Il en est de même de la tradition du déluge, dont je crains que M. Pictet n’exagère l’universalité et surtout l’unité d’origine. Je ne nie pas qu’on ne la trouve en bien des lieux ; mais ce qui m’inquiète un peu, c’est que ce sont ordinairement des lieux particulièrement exposés à des inondations subites, dévastatrices, tandis qu’ailleurs elle est inconnue. Ainsi la Thessalie, les vallées tributaires de l’Indus et du Gange, surtout les plaines très basses où s’élevèrent Babylone et Ninive, sont les théâtres respectifs des déluges de Deucalion, de Manou, de Xisuthros, tandis que la vaste région de l’Iran, limitrophe pourtant de celle où la Genèse fait renaître le genre humain tout entier après le déluge de Noé, ne connaît aucune tradition de ce genre.
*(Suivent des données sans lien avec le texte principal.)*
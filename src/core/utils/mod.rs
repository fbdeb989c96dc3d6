/// Logging sink and check macros
pub mod log;
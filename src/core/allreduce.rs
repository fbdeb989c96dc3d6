//! Sum all-reduce over the communicator of a task context.
//!
//! The reduction is an all-gather followed by a local sum. Every rank ends
//! up with the whole `num_ranks * count` staging buffer and folds it in the
//! same order (ranks ascending, then positions ascending), so all ranks
//! produce bit-identical results and reruns are reproducible. Swapping in a
//! tree or ring reduction changes the summation order and therefore the
//! floating-point result.

use crate::core::context::TaskContext;
use crate::core::error::{CollectiveError, Result};
use crate::core::network::{CollDataType, CollStatus, Communicator};
use crate::core::utils::log::{LogLevel, Logger};

/// Replace `buffer[..count]` with its elementwise sum across every rank of
/// the context's first communicator.
///
/// Returns without touching the buffer when the context has no
/// communicators. Every rank bound to the communicator must call this with
/// the same `count`, otherwise the transport fails or blocks.
///
/// # Panics
///
/// Aborts the calling task through [`Logger::fatal`] when `buffer` holds
/// fewer than `count` values or the all-gather does not succeed.
pub fn sum_all_reduce<C>(context: &C, buffer: &mut [f64], count: usize, logger: &Logger)
where
    C: TaskContext + ?Sized,
{
    crate::check_ge!(logger, buffer.len(), count);

    if let Err(err) = try_sum_all_reduce(context, buffer, count, logger) {
        logger.fatal_fmt(format_args!("sum_all_reduce: {}", err));
    }
}

/// Fallible form of [`sum_all_reduce`]. On error the buffer is left
/// unmodified.
pub fn try_sum_all_reduce<C>(
    context: &C,
    buffer: &mut [f64],
    count: usize,
    logger: &Logger,
) -> Result<()>
where
    C: TaskContext + ?Sized,
{
    if buffer.len() < count {
        return Err(CollectiveError::BufferTooShort {
            count,
            length: buffer.len(),
        });
    }

    let comm = match context.communicators().first() {
        Some(comm) => comm,
        None => return Ok(()),
    };
    let num_ranks = context.launch_domain().volume();

    let staging_len = num_ranks.checked_mul(count).ok_or_else(|| {
        CollectiveError::invalid_parameter(
            "count",
            count.to_string(),
            format!("staging for {} ranks overflows usize", num_ranks),
        )
    })?;
    let mut gather_result: Vec<f64> = Vec::new();
    gather_result.try_reserve_exact(staging_len).map_err(|e| {
        CollectiveError::invalid_parameter(
            "count",
            count.to_string(),
            format!("cannot allocate staging for {} ranks: {}", num_ranks, e),
        )
    })?;
    gather_result.resize(staging_len, 0.0);
    let status = match comm {
        Communicator::Cpu(cpu) => {
            cpu.all_gather(&buffer[..count], &mut gather_result, count, CollDataType::Float64)
        }
    };
    if status != CollStatus::Success {
        return Err(CollectiveError::transport(status, "CPU communicator failed."));
    }

    accumulate_blocks(&gather_result, &mut buffer[..count], num_ranks)?;

    if logger.enabled(LogLevel::Debug) {
        logger.debug(&format!(
            "sum_all_reduce: reduced {} values across {} ranks",
            count, num_ranks
        ));
    }
    Ok(())
}

/// Fold `num_ranks` contiguous blocks of `out.len()` values into `out`.
///
/// `out` is zeroed first. Rank order is the outer loop and position the
/// inner one; this order is part of the result's definition.
pub fn accumulate_blocks(staging: &[f64], out: &mut [f64], num_ranks: usize) -> Result<()> {
    let count = out.len();
    match num_ranks.checked_mul(count) {
        Some(expected) if expected == staging.len() => {}
        Some(expected) => {
            return Err(CollectiveError::StagingSizeMismatch {
                expected,
                actual: staging.len(),
            })
        }
        None => {
            return Err(CollectiveError::invalid_parameter(
                "num_ranks",
                num_ranks.to_string(),
                format!("blocks of {} values overflow usize", count),
            ))
        }
    }

    out.fill(0.0);
    if count == 0 {
        return Ok(());
    }
    for block in staging.chunks_exact(count) {
        for (acc, &value) in out.iter_mut().zip(block) {
            *acc += value;
        }
    }
    Ok(())
}
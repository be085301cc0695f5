use std::path::PathBuf;
use std::str::FromStr;
use std::time::Duration;

#[derive(Clone)]
pub struct MailAccount {
    pub user: String,
    pub password: String,
}

impl std::fmt::Debug for MailAccount {
    fn fmt(&self, f: &mut std::fmt::Formatter<'_>) -> std::fmt::Result {
        f.debug_struct("MailAccount")
            .field("user", &self.user)
            .field("password", &"<redacted>")
            .finish()
    }
}

#[derive(Clone, Debug)]
pub struct Config {
    pub host: String,
    pub port: u16,
    pub smtp_host: String,
    pub smtp_port: u16,
    pub mail_account: Option<MailAccount>,
    pub mail_from: Option<String>,
    pub logo_path: Option<PathBuf>,
    pub font_dir: Option<PathBuf>,
    pub simulated_delay: Duration,
}

impl Default for Config {
    fn default() -> Self {
        Self {
            host: "0.0.0.0".to_string(),
            port: 5001,
            smtp_host: "smtp.gmail.com".to_string(),
            smtp_port: 587,
            mail_account: None,
            mail_from: None,
            logo_path: None,
            font_dir: None,
            simulated_delay: Duration::from_millis(800),
        }
    }
}

impl Config {
    pub fn from_env() -> Result<Self, Box<dyn std::error::Error + Send + Sync>> {
        dotenvy::dotenv().ok();
        let defaults = Self::default();

        let host = std::env::var("HOST").unwrap_or(defaults.host);
        let port: u16 = numeric_var("PORT", std::env::var("PORT").ok(), defaults.port)?;

        let smtp_host = std::env::var("SMTP_HOST").unwrap_or(defaults.smtp_host);
        let smtp_port: u16 =
            numeric_var("SMTP_PORT", std::env::var("SMTP_PORT").ok(), defaults.smtp_port)?;

        let mail_account = match (std::env::var("EMAIL_USER"), std::env::var("EMAIL_PASS")) {
            (Ok(user), Ok(password)) if !user.is_empty() => Some(MailAccount { user, password }),
            _ => None,
        };
        let mail_from = std::env::var("EMAIL_FROM")
            .ok()
            .or_else(|| mail_account.as_ref().map(|a| a.user.clone()));

        let logo_path = std::env::var("LOGO_PATH").ok().map(PathBuf::from);
        let font_dir = std::env::var("FONT_DIR").ok().map(PathBuf::from);

        let simulated_delay = Duration::from_millis(numeric_var(
            "SIMULATED_DELAY_MS",
            std::env::var("SIMULATED_DELAY_MS").ok(),
            defaults.simulated_delay.as_millis() as u64,
        )?);

        Ok(Self {
            host,
            port,
            smtp_host,
            smtp_port,
            mail_account,
            mail_from,
            logo_path,
            font_dir,
            simulated_delay,
        })
    }

    pub fn bind_addr(&self) -> String {
        format!("{}:{}", self.host, self.port)
    }
}

// Unset means the default; set but unparseable is a startup error.
fn numeric_var<T: FromStr>(name: &str, raw: Option<String>, default: T) -> Result<T, String> {
    match raw {
        Some(raw) => raw
            .trim()
            .parse()
            .map_err(|_| format!("{} must be a number, got {:?}", name, raw)),
        None => Ok(default),
    }
}

#[cfg(test)]
mod tests {
    use super::*;

    #[test]
    fn account_password_is_redacted_in_debug() {
        let account = MailAccount {
            user: "office@example.org".to_string(),
            password: "hunter2".to_string(),
        };
        let printed = format!("{:?}", account);
        assert!(printed.contains("office@example.org"));
        assert!(!printed.contains("hunter2"));
    }

    #[test]
    fn bind_addr_joins_host_and_port() {
        let config = Config {
            host: "127.0.0.1".to_string(),
            port: 8080,
            ..Config::default()
        };
        assert_eq!(config.bind_addr(), "127.0.0.1:8080");
    }

    #[test]
    fn unset_numeric_var_uses_default() {
        assert_eq!(numeric_var::<u16>("PORT", None, 5001), Ok(5001));
    }

    #[test]
    fn numeric_vars_share_one_policy() {
        assert_eq!(numeric_var::<u16>("PORT", Some(" 8080 ".to_string()), 5001), Ok(8080));
        for name in ["PORT", "SMTP_PORT"] {
            let err = numeric_var::<u16>(name, Some("http".to_string()), 1).unwrap_err();
            assert!(err.starts_with(name), "{}", err);
        }
        assert!(numeric_var::<u16>("PORT", Some("70000".to_string()), 5001).is_err());
        assert!(numeric_var::<u64>("SIMULATED_DELAY_MS", Some("-5".to_string()), 800).is_err());
    }
}
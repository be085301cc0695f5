use serde::Serialize;
use thiserror::Error;

use crate::certificate::{CertificateData, Field};

#[derive(Debug, Clone, Copy, PartialEq, Eq, Serialize)]
#[serde(rename_all = "lowercase")]
pub enum Step {
    Form,
    Preview,
}

#[derive(Debug, Clone, PartialEq, Eq, Serialize)]
pub struct EmailModal {
    pub recipient: String,
    pub error: Option<String>,
}

#[derive(Debug, Clone, Copy, PartialEq, Eq, Serialize)]
#[serde(rename_all = "lowercase")]
pub enum NoticeKind {
    Success,
    Error,
}

#[derive(Debug, Clone, PartialEq, Eq, Serialize)]
pub struct Notice {
    pub kind: NoticeKind,
    pub message: String,
}

#[derive(Debug, Clone, PartialEq, Eq)]
pub enum Action {
    Edit(Field, String),
    Generate,
    Back,
    OpenEmail,
    SetRecipient(String),
    CloseEmail,
    SendSucceeded,
    SendFailed(String),
    ActionFailed(&'static str),
}

#[derive(Debug, Error, PartialEq, Eq)]
pub enum WizardError {
    #[error("fields can only be edited on the form")]
    NotEditable,

    #[error("{0} is not available on the {1:?} step")]
    WrongStep(&'static str, Step),

    #[error("the email dialog is not open")]
    ModalClosed,

    #[error("Please enter an email address")]
    EmptyRecipient,
}

#[derive(Debug, Clone, PartialEq, Eq)]
pub struct Wizard {
    pub step: Step,
    pub data: CertificateData,
    pub carried_email: Option<String>,
    pub modal: Option<EmailModal>,
    pub notice: Option<Notice>,
}

impl Wizard {
    pub fn start(carried_email: Option<String>) -> Self {
        Self::resume(Step::Form, CertificateData::default(), carried_email)
    }

    pub fn resume(step: Step, data: CertificateData, carried_email: Option<String>) -> Self {
        Self {
            step,
            data,
            carried_email: carried_email.filter(|e| !e.trim().is_empty()),
            modal: None,
            notice: None,
        }
    }

    fn require(&self, action: &'static str, step: Step) -> Result<(), WizardError> {
        if self.step == step {
            Ok(())
        } else {
            Err(WizardError::WrongStep(action, self.step))
        }
    }

    pub fn apply(mut self, action: Action) -> Result<Self, WizardError> {
        match action {
            Action::Edit(field, value) => {
                if self.step != Step::Form {
                    return Err(WizardError::NotEditable);
                }
                self.data.set(field, value);
                self.notice = None;
            }
            Action::Generate => {
                self.require("Generate", Step::Form)?;
                self.step = Step::Preview;
                self.notice = None;
            }
            Action::Back => {
                self.require("Back", Step::Preview)?;
                self.step = Step::Form;
                self.modal = None;
                self.notice = None;
            }
            Action::OpenEmail => {
                self.require("Email", Step::Preview)?;
                if self.modal.is_none() {
                    self.modal = Some(EmailModal {
                        recipient: self.carried_email.clone().unwrap_or_default(),
                        error: None,
                    });
                }
                self.notice = None;
            }
            Action::SetRecipient(recipient) => {
                let modal = self.modal.as_mut().ok_or(WizardError::ModalClosed)?;
                modal.recipient = recipient;
                modal.error = None;
            }
            Action::CloseEmail => {
                self.modal = None;
            }
            Action::SendSucceeded => {
                let modal = self.modal.take().ok_or(WizardError::ModalClosed)?;
                self.notice = Some(Notice {
                    kind: NoticeKind::Success,
                    message: format!("Certificate sent to {}", modal.recipient.trim()),
                });
            }
            Action::SendFailed(reason) => {
                let modal = self.modal.as_mut().ok_or(WizardError::ModalClosed)?;
                modal.error = Some(reason);
            }
            Action::ActionFailed(name) => {
                self.notice = Some(Notice {
                    kind: NoticeKind::Error,
                    message: format!("{} failed. Please try again.", name),
                });
            }
        }
        Ok(self)
    }

    pub fn confirm_send(&self) -> Result<&str, WizardError> {
        self.require("Send", Step::Preview)?;
        let modal = self.modal.as_ref().ok_or(WizardError::ModalClosed)?;
        let recipient = modal.recipient.trim();
        if recipient.is_empty() {
            return Err(WizardError::EmptyRecipient);
        }
        Ok(recipient)
    }
}

#[cfg(test)]
mod tests {
    use super::*;

    fn preview() -> Wizard {
        Wizard::start(None).apply(Action::Generate).unwrap()
    }

    #[test]
    fn starts_on_form_with_defaults() {
        let wizard = Wizard::start(Some("jane@example.org".to_string()));
        assert_eq!(wizard.step, Step::Form);
        assert_eq!(wizard.data, CertificateData::default());
        assert_eq!(wizard.carried_email.as_deref(), Some("jane@example.org"));
    }

    #[test]
    fn blank_carried_email_is_dropped() {
        assert_eq!(Wizard::start(Some("  ".to_string())).carried_email, None);
    }

    #[test]
    fn back_preserves_every_field() {
        let mut wizard = Wizard::start(None);
        for field in Field::ALL {
            wizard = wizard
                .apply(Action::Edit(field, format!("edited {}", field.name())))
                .unwrap();
        }
        let before = wizard.data.clone();

        let wizard = wizard
            .apply(Action::Generate)
            .unwrap()
            .apply(Action::Back)
            .unwrap();
        assert_eq!(wizard.step, Step::Form);
        assert_eq!(wizard.data, before);
    }

    #[test]
    fn preview_is_read_only() {
        let err = preview()
            .apply(Action::Edit(Field::StudentName, "x".to_string()))
            .unwrap_err();
        assert_eq!(err, WizardError::NotEditable);
    }

    #[test]
    fn wrong_step_actions_are_rejected() {
        assert!(matches!(
            Wizard::start(None).apply(Action::Back),
            Err(WizardError::WrongStep("Back", Step::Form))
        ));
        assert!(matches!(
            preview().apply(Action::Generate),
            Err(WizardError::WrongStep("Generate", Step::Preview))
        ));
        assert!(Wizard::start(None).apply(Action::OpenEmail).is_err());
    }

    #[test]
    fn email_dialog_prefills_carried_address() {
        let wizard = Wizard::start(Some("jane@example.org".to_string()))
            .apply(Action::Generate)
            .unwrap()
            .apply(Action::OpenEmail)
            .unwrap();
        assert_eq!(wizard.modal.unwrap().recipient, "jane@example.org");
    }

    #[test]
    fn empty_recipient_blocks_send() {
        let wizard = preview().apply(Action::OpenEmail).unwrap();
        assert_eq!(wizard.confirm_send(), Err(WizardError::EmptyRecipient));

        let wizard = wizard
            .apply(Action::SetRecipient("   ".to_string()))
            .unwrap();
        assert_eq!(wizard.confirm_send(), Err(WizardError::EmptyRecipient));
    }

    #[test]
    fn send_requires_open_dialog() {
        assert_eq!(preview().confirm_send(), Err(WizardError::ModalClosed));
        assert_eq!(
            preview().apply(Action::SendSucceeded),
            Err(WizardError::ModalClosed)
        );
    }

    #[test]
    fn success_closes_dialog_and_failure_keeps_it() {
        let open = preview()
            .apply(Action::OpenEmail)
            .unwrap()
            .apply(Action::SetRecipient("jane@example.org".to_string()))
            .unwrap();
        assert_eq!(open.confirm_send(), Ok("jane@example.org"));

        let failed = open
            .clone()
            .apply(Action::SendFailed("Failed to send email".to_string()))
            .unwrap();
        let modal = failed.modal.as_ref().unwrap();
        assert_eq!(modal.recipient, "jane@example.org");
        assert_eq!(modal.error.as_deref(), Some("Failed to send email"));

        let sent = open.apply(Action::SendSucceeded).unwrap();
        assert!(sent.modal.is_none());
        let notice = sent.notice.unwrap();
        assert_eq!(notice.kind, NoticeKind::Success);
        assert!(notice.message.contains("jane@example.org"));
    }

    #[test]
    fn back_closes_dialog() {
        let wizard = preview()
            .apply(Action::OpenEmail)
            .unwrap()
            .apply(Action::Back)
            .unwrap();
        assert!(wizard.modal.is_none());
    }

    #[test]
    fn failed_action_is_named() {
        let wizard = preview().apply(Action::ActionFailed("Download PDF")).unwrap();
        let notice = wizard.notice.unwrap();
        assert_eq!(notice.kind, NoticeKind::Error);
        assert!(notice.message.starts_with("Download PDF failed"));
    }
}
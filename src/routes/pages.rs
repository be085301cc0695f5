use axum::{
    extract::{Query, State},
    http::{header, StatusCode},
    response::{Html, IntoResponse, Redirect, Response},
    Form,
};
use serde::{Deserialize, Serialize};
use std::sync::Arc;
use tera::Context;

use crate::certificate::{CertificateData, Field, Section};
use crate::mail::EmailRequest;
use crate::state::AppState;
use crate::wizard::{Action, Step, Wizard, WizardError};

pub async fn index() -> Response {
    render_template("login.html", &Context::new())
}

#[derive(Deserialize)]
pub struct LoginForm {
    #[serde(default)]
    email: String,
}

pub async fn login(
    State(state): State<Arc<AppState>>,
    Form(form): Form<LoginForm>,
) -> Response {
    tokio::time::sleep(state.config.simulated_delay).await;

    let query = serde_urlencoded::to_string([("email", form.email.trim())]).unwrap_or_default();
    Redirect::to(&format!("/certificate?{}", query)).into_response()
}

#[derive(Deserialize)]
pub struct CarriedEmail {
    email: Option<String>,
}

pub async fn certificate_form(
    State(state): State<Arc<AppState>>,
    Query(query): Query<CarriedEmail>,
) -> Response {
    render_wizard(&state, &Wizard::start(query.email))
}

#[derive(Deserialize)]
pub struct WizardForm {
    #[serde(flatten)]
    data: CertificateData,
    #[serde(default)]
    email: String,
    #[serde(default)]
    recipient: String,
}

impl WizardForm {
    fn resume(self, step: Step) -> (Wizard, String) {
        (Wizard::resume(step, self.data, Some(self.email)), self.recipient)
    }

    // Fields that differ from the default record become edits.
    fn edits(self) -> Result<Wizard, WizardError> {
        let mut wizard = Wizard::start(Some(self.email));
        for field in Field::ALL {
            let value = self.data.get(field);
            if value != wizard.data.get(field) {
                wizard = wizard.apply(Action::Edit(field, value.to_string()))?;
            }
        }
        Ok(wizard)
    }
}

pub async fn generate(
    State(state): State<Arc<AppState>>,
    Form(form): Form<WizardForm>,
) -> Response {
    let wizard = match form.edits() {
        Ok(w) => w,
        Err(e) => return wizard_error(e),
    };
    tokio::time::sleep(state.config.simulated_delay).await;
    transition(&state, wizard, Action::Generate)
}

pub async fn back(
    State(state): State<Arc<AppState>>,
    Form(form): Form<WizardForm>,
) -> Response {
    let (wizard, _) = form.resume(Step::Preview);
    transition(&state, wizard, Action::Back)
}

pub async fn open_email(
    State(state): State<Arc<AppState>>,
    Form(form): Form<WizardForm>,
) -> Response {
    let (wizard, _) = form.resume(Step::Preview);
    transition(&state, wizard, Action::OpenEmail)
}

pub async fn close_email(
    State(state): State<Arc<AppState>>,
    Form(form): Form<WizardForm>,
) -> Response {
    let (wizard, _) = form.resume(Step::Preview);
    transition(&state, wizard, Action::CloseEmail)
}

pub async fn email_certificate(
    State(state): State<Arc<AppState>>,
    Form(form): Form<WizardForm>,
) -> Response {
    let (wizard, recipient) = form.resume(Step::Preview);
    let wizard = match wizard
        .apply(Action::OpenEmail)
        .and_then(|w| w.apply(Action::SetRecipient(recipient)))
    {
        Ok(w) => w,
        Err(e) => return wizard_error(e),
    };

    let recipient = match wizard.confirm_send().map(str::to_string) {
        Ok(r) => r,
        Err(e @ WizardError::EmptyRecipient) => {
            return transition(&state, wizard, Action::SendFailed(e.to_string()))
        }
        Err(e) => return wizard_error(e),
    };

    let pdf = match state.exporter.export_pdf(&wizard.data).await {
        Ok(pdf) => pdf,
        Err(e) => {
            tracing::error!("PDF export for email failed: {}", e);
            return transition(
                &state,
                wizard,
                Action::SendFailed("Could not generate the certificate PDF".to_string()),
            );
        }
    };

    let request = EmailRequest {
        recipient,
        pdf_data: pdf.data_uri(),
        student_name: wizard.data.student_name.clone(),
    };
    match state.transmission.send(request).await {
        Ok(()) => transition(&state, wizard, Action::SendSucceeded),
        Err(_) => transition(
            &state,
            wizard,
            Action::SendFailed("Failed to send email".to_string()),
        ),
    }
}

pub async fn download_pdf(
    State(state): State<Arc<AppState>>,
    Form(form): Form<WizardForm>,
) -> Response {
    let (wizard, _) = form.resume(Step::Preview);

    match state.exporter.export_pdf(&wizard.data).await {
        Ok(pdf) => (
            [
                (header::CONTENT_TYPE, "application/pdf".to_string()),
                (header::CONTENT_DISPOSITION, attachment_disposition(&pdf.filename)),
            ],
            pdf.bytes,
        )
            .into_response(),
        Err(e) => {
            tracing::error!("PDF export failed: {}", e);
            failed(&state, wizard, "Download PDF")
        }
    }
}

pub async fn print(
    State(state): State<Arc<AppState>>,
    Form(form): Form<WizardForm>,
) -> Response {
    let (wizard, _) = form.resume(Step::Preview);

    match state.exporter.print_page(&wizard.data) {
        Ok(html) => Html(html).into_response(),
        Err(e) => {
            tracing::error!("Print page failed: {}", e);
            failed(&state, wizard, "Print")
        }
    }
}

// Printable-ASCII `filename` plus the exact name as RFC 5987 `filename*`.
fn attachment_disposition(filename: &str) -> String {
    let fallback: String = filename
        .chars()
        .map(|c| match c {
            ' '..='~' if c != '"' && c != '\\' => c,
            _ => '_',
        })
        .collect();

    let mut encoded = String::with_capacity(filename.len());
    for byte in filename.bytes() {
        match byte {
            b'A'..=b'Z'
            | b'a'..=b'z'
            | b'0'..=b'9'
            | b'!'
            | b'#'
            | b'$'
            | b'&'
            | b'+'
            | b'-'
            | b'.'
            | b'^'
            | b'_'
            | b'`'
            | b'|'
            | b'~' => encoded.push(byte as char),
            _ => encoded.push_str(&format!("%{:02X}", byte)),
        }
    }

    format!(
        "attachment; filename=\"{}\"; filename*=UTF-8''{}",
        fallback, encoded
    )
}

fn transition(state: &AppState, wizard: Wizard, action: Action) -> Response {
    match wizard.apply(action) {
        Ok(next) => render_wizard(state, &next),
        Err(e) => wizard_error(e),
    }
}

fn failed(state: &AppState, wizard: Wizard, action: &'static str) -> Response {
    let mut response = transition(state, wizard, Action::ActionFailed(action));
    *response.status_mut() = StatusCode::INTERNAL_SERVER_ERROR;
    response
}

fn wizard_error(e: WizardError) -> Response {
    tracing::warn!("Rejected wizard action: {}", e);
    (StatusCode::BAD_REQUEST, e.to_string()).into_response()
}

#[derive(Serialize)]
struct FieldView {
    name: &'static str,
    label: &'static str,
    value: String,
    multiline: bool,
}

#[derive(Serialize)]
struct SectionView {
    heading: &'static str,
    fields: Vec<FieldView>,
}

fn field_view(data: &CertificateData, field: Field) -> FieldView {
    FieldView {
        name: field.name(),
        label: field.label(),
        value: data.get(field).to_string(),
        multiline: field.is_multiline(),
    }
}

fn render_wizard(state: &AppState, wizard: &Wizard) -> Response {
    let mut ctx = Context::new();
    ctx.insert("step", &wizard.step);
    ctx.insert("email", &wizard.carried_email.clone().unwrap_or_default());
    ctx.insert("notice", &wizard.notice);
    ctx.insert("modal", &wizard.modal);

    match wizard.step {
        Step::Form => {
            let sections: Vec<SectionView> = Section::ALL
                .into_iter()
                .map(|section| SectionView {
                    heading: section.heading(),
                    fields: Field::ALL
                        .into_iter()
                        .filter(|f| f.section() == section)
                        .map(|f| field_view(&wizard.data, f))
                        .collect(),
                })
                .collect();
            ctx.insert("sections", &sections);
            render_template("form.html", &ctx)
        }
        Step::Preview => {
            let hidden: Vec<FieldView> = Field::ALL
                .into_iter()
                .map(|f| field_view(&wizard.data, f))
                .collect();
            ctx.insert("hidden", &hidden);
            ctx.insert("svg", &state.exporter.svg(&wizard.data));
            ctx.insert("student_name", &wizard.data.student_name);
            render_template("preview.html", &ctx)
        }
    }
}

fn render_template(name: &str, ctx: &Context) -> Response {
    let tera = crate::templates::get_tera();
    match tera.render(name, ctx) {
        Ok(rendered) => Html(rendered).into_response(),
        Err(e) => {
            tracing::error!("Template error in {}: {}", name, e);
            (
                StatusCode::INTERNAL_SERVER_ERROR,
                format!("Template error: {}", name),
            )
                .into_response()
        }
    }
}

#[cfg(test)]
mod tests {
    use super::*;

    #[test]
    fn plain_name_passes_through() {
        assert_eq!(
            attachment_disposition("Jane_Doe_CERTIFICATE.pdf"),
            "attachment; filename=\"Jane_Doe_CERTIFICATE.pdf\"; \
             filename*=UTF-8''Jane_Doe_CERTIFICATE.pdf"
        );
    }

    #[test]
    fn quotes_and_controls_never_reach_the_fallback() {
        let value = attachment_disposition("Jane_\"Q\"\\\u{1}Doe.pdf");
        assert!(value.starts_with("attachment; filename=\"Jane__Q___Doe.pdf\";"));
        assert!(value.ends_with("filename*=UTF-8''Jane_%22Q%22%5C%01Doe.pdf"));
        assert!(axum::http::HeaderValue::from_str(&value).is_ok());
    }

    #[test]
    fn non_ascii_is_percent_encoded() {
        let value = attachment_disposition("Zoë_Doe_CERTIFICATE.pdf");
        assert!(value.contains("filename=\"Zo__Doe_CERTIFICATE.pdf\""));
        assert!(value.contains("filename*=UTF-8''Zo%C3%AB_Doe_CERTIFICATE.pdf"));
        assert!(value.is_ascii());
    }

    #[test]
    fn posted_form_is_replayed_as_edits() {
        let mut data = CertificateData::default();
        data.student_name = "Jane Doe".to_string();
        data.guide_name = String::new();
        let form = WizardForm {
            data: data.clone(),
            email: "jane@example.org".to_string(),
            recipient: String::new(),
        };

        let wizard = form.edits().unwrap();
        assert_eq!(wizard.step, Step::Form);
        assert_eq!(wizard.data, data);
        assert_eq!(wizard.carried_email.as_deref(), Some("jane@example.org"));
    }
}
L’Avesta ne sait rien du déluge, non plus que les mythologies germaniques et slaves. C’est qu’aussi l’Iran est un immense plateau, très élevé, et où l’on redoute le manque d’eau bien plus que l’inondation. Je ne voudrais pas en quelques lignes trancher une question bien obscure encore et très ardue, je me borne à exprimer des doutes sur le caractère vraiment aryen de la tradition du déluge.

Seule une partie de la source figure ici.